Activity:
Take every line of the material below that includes the string "native" and copy it out.

Supplied data:
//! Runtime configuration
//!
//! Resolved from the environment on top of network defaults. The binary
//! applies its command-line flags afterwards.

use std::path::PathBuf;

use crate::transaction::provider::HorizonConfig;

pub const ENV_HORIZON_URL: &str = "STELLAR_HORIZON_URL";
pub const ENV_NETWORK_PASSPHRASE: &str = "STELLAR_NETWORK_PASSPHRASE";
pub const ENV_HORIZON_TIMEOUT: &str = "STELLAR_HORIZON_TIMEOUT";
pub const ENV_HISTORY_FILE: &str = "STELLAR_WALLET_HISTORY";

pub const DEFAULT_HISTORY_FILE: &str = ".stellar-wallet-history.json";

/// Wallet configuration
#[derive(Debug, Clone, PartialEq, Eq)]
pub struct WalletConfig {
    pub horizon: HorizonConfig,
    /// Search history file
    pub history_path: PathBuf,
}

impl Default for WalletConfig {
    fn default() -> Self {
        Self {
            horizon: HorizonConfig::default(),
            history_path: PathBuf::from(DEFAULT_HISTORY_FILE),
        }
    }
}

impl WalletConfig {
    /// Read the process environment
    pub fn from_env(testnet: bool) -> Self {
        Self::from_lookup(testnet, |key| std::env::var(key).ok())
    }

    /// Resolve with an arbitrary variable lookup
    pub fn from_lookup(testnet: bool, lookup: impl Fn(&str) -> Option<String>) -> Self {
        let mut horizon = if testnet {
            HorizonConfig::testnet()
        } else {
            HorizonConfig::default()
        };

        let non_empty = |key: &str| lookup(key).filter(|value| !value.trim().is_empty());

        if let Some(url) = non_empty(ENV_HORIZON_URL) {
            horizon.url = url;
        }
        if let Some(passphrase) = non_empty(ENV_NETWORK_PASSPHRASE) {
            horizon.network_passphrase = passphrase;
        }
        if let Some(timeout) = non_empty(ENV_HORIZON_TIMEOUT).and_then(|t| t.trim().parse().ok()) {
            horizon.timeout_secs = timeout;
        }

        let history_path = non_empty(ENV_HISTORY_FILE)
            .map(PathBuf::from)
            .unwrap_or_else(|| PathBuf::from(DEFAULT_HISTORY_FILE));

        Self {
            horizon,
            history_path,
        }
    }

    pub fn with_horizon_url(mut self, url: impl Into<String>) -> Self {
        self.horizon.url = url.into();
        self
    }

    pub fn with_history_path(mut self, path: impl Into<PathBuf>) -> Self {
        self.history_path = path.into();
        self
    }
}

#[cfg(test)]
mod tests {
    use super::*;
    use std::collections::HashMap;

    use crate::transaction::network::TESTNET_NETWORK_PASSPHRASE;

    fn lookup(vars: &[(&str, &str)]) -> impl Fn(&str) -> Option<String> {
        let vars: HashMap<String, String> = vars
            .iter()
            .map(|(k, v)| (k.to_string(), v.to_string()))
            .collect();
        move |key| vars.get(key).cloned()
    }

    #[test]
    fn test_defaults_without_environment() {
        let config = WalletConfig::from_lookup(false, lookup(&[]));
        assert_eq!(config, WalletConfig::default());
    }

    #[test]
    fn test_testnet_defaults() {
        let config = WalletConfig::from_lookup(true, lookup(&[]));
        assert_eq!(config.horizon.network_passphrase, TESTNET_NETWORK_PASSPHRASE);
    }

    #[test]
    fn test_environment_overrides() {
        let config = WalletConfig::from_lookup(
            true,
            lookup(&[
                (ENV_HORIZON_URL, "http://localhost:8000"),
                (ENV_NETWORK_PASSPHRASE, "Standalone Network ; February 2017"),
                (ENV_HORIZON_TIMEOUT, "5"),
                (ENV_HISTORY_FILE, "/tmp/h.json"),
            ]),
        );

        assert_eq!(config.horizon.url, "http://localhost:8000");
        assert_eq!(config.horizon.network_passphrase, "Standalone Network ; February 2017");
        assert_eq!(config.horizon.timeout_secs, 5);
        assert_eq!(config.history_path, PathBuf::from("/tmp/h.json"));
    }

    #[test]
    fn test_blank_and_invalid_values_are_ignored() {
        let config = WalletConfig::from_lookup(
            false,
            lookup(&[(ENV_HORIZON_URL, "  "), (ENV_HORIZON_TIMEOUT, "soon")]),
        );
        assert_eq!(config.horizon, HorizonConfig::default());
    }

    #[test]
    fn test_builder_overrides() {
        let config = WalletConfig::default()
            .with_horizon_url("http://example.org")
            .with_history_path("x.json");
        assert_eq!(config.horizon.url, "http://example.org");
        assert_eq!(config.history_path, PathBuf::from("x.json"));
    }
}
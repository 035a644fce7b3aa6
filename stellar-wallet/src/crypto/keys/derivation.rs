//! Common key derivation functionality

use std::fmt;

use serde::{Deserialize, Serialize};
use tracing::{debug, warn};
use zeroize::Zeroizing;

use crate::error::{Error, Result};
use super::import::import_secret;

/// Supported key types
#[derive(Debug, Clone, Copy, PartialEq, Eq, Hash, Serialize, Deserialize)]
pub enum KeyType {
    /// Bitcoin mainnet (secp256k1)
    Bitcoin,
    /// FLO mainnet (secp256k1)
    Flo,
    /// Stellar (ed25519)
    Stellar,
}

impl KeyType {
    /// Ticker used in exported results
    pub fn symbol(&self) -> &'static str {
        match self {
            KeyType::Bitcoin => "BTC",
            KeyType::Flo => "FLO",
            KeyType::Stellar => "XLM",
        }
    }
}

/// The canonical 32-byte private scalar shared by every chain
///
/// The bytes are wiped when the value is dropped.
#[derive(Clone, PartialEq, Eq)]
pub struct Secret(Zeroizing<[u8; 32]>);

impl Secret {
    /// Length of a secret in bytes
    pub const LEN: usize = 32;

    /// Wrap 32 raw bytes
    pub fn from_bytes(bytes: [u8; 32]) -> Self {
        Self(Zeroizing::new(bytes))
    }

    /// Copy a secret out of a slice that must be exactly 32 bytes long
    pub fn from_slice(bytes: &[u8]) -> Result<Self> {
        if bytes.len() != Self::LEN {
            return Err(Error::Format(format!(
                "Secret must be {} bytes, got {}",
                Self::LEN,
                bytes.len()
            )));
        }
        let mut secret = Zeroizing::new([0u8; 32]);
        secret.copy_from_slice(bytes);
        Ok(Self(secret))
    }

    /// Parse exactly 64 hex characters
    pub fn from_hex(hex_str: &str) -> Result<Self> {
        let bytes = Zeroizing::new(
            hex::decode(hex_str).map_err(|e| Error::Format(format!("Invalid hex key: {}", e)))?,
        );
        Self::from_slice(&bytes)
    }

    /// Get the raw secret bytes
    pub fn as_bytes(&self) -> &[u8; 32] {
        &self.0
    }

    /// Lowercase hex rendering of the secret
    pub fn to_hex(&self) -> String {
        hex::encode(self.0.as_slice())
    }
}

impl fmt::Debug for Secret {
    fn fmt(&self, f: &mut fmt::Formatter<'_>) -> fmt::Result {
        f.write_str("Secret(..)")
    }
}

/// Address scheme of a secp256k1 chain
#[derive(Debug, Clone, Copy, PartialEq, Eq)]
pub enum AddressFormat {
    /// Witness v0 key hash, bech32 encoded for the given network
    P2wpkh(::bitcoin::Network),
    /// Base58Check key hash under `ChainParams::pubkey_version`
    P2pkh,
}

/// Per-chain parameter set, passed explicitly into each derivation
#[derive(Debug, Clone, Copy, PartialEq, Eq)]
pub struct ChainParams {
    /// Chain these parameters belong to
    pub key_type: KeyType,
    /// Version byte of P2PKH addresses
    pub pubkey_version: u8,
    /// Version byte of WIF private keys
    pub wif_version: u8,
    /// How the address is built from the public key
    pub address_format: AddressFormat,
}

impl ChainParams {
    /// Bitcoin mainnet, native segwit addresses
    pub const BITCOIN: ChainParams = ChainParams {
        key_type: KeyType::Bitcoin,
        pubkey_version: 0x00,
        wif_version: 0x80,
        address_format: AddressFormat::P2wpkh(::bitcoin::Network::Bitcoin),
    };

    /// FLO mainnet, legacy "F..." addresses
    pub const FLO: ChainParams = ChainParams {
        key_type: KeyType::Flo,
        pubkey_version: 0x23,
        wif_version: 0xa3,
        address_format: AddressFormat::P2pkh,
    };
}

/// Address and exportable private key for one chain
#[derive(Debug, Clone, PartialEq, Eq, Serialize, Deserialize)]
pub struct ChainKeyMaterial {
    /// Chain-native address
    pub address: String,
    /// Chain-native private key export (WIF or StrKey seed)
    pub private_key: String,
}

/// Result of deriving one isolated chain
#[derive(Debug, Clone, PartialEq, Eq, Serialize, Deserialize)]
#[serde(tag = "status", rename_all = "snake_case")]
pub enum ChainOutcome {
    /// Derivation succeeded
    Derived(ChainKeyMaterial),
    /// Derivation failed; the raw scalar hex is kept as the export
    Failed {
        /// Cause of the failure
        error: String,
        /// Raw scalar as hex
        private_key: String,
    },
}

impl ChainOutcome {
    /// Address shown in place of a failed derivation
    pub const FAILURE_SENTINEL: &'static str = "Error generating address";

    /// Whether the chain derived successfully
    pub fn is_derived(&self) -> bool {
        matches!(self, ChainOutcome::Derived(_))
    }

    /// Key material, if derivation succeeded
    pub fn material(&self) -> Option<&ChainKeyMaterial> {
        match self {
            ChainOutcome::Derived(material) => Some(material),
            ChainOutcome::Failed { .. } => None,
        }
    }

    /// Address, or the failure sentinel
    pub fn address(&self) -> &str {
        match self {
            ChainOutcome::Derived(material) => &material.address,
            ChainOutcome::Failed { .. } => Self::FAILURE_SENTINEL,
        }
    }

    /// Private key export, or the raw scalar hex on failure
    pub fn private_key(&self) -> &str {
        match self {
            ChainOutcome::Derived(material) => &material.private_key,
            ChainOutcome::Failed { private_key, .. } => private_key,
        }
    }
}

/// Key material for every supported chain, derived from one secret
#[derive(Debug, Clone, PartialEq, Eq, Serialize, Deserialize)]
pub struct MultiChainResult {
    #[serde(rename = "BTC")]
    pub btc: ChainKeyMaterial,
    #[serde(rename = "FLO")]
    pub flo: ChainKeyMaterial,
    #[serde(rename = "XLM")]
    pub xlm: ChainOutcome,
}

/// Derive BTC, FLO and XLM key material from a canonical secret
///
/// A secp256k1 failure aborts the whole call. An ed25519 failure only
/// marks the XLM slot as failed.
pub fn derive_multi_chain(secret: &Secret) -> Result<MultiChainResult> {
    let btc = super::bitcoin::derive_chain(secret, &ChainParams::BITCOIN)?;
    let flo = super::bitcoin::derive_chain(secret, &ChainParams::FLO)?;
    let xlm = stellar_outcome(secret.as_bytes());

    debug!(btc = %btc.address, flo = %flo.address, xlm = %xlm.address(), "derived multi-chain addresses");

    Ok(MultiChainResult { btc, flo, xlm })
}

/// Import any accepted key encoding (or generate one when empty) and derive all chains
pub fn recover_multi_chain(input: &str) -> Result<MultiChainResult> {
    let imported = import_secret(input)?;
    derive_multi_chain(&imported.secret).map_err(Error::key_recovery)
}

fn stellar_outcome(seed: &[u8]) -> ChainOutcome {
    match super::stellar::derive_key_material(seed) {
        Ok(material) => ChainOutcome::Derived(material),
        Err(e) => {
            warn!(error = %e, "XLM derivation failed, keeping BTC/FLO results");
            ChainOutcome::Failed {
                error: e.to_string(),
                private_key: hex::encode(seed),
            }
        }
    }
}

Result of this task:
    /// Bitcoin mainnet, native segwit addresses
    /// Chain-native address
    /// Chain-native private key export (WIF or StrKey seed)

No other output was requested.